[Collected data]

_ _ _ _ _ _ _

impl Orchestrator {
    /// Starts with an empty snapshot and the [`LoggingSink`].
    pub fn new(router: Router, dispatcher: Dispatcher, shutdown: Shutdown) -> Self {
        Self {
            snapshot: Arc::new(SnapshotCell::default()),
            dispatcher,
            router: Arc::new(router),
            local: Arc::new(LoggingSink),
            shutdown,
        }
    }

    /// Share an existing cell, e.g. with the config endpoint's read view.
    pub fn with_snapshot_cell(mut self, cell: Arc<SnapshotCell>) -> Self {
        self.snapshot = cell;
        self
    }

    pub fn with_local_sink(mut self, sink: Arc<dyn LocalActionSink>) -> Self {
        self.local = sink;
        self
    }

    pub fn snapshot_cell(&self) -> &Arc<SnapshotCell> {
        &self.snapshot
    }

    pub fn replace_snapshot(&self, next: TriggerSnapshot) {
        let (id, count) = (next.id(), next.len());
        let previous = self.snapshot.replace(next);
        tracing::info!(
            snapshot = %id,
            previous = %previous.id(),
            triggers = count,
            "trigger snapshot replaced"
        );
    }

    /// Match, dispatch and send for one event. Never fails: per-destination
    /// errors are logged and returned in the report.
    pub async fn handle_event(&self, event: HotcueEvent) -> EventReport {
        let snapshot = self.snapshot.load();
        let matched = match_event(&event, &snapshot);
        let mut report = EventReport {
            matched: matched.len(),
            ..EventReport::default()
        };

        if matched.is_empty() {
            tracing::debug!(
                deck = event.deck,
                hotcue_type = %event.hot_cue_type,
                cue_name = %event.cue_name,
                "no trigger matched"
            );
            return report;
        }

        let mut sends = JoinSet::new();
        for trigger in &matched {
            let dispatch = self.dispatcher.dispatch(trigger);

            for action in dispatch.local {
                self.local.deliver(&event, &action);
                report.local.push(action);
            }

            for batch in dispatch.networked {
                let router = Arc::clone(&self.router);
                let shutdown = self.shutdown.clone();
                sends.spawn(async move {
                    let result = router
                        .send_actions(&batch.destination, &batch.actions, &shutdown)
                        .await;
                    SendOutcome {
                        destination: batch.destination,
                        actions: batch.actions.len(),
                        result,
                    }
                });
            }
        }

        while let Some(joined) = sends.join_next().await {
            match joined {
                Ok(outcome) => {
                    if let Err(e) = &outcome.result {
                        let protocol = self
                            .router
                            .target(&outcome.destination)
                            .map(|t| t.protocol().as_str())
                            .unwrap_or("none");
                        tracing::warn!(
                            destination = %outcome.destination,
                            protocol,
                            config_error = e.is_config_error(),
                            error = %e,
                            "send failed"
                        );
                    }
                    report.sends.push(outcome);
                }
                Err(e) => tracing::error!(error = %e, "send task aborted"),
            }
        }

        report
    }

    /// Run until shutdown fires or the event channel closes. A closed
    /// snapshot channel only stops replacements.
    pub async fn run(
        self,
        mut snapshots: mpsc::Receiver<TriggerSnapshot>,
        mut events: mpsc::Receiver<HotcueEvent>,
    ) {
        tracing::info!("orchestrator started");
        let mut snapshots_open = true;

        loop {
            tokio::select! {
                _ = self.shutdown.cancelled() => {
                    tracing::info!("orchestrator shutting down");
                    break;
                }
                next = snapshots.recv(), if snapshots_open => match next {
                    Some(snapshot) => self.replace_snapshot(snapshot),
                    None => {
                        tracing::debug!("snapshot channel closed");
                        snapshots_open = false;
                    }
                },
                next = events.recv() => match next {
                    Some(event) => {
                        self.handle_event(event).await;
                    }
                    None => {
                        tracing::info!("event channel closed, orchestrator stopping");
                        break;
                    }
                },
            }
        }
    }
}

_ _ _ _ _ _ _

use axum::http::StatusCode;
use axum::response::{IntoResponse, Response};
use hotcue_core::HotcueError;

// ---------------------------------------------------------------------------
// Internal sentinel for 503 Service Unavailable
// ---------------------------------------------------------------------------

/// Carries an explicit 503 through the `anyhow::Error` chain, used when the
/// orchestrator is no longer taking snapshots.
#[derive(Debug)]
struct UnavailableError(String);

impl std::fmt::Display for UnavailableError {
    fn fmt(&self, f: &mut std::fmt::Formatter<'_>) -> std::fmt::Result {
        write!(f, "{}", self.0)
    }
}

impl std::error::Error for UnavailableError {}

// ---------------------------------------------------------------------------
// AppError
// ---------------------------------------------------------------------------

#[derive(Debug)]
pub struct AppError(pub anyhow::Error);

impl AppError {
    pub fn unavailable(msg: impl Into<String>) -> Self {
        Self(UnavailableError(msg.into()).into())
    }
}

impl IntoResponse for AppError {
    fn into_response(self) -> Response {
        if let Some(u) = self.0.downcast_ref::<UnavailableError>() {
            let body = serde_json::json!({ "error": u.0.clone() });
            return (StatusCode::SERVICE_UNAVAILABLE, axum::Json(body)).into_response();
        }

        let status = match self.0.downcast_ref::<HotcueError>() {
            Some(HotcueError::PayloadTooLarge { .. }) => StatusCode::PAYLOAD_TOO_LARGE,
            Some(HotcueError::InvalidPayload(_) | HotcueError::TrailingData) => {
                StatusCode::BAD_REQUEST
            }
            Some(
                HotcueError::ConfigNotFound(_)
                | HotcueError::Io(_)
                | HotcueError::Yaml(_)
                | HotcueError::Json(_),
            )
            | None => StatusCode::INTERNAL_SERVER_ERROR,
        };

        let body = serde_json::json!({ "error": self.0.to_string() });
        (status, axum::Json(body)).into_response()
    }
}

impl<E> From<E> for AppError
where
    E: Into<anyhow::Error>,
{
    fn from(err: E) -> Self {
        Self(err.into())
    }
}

_ _ _ _ _ _ _

> _ACTION ITEM_
The expected output is one number: how many lines of the data above hold the string "StatusCode".

> _ANSWER BOX_
5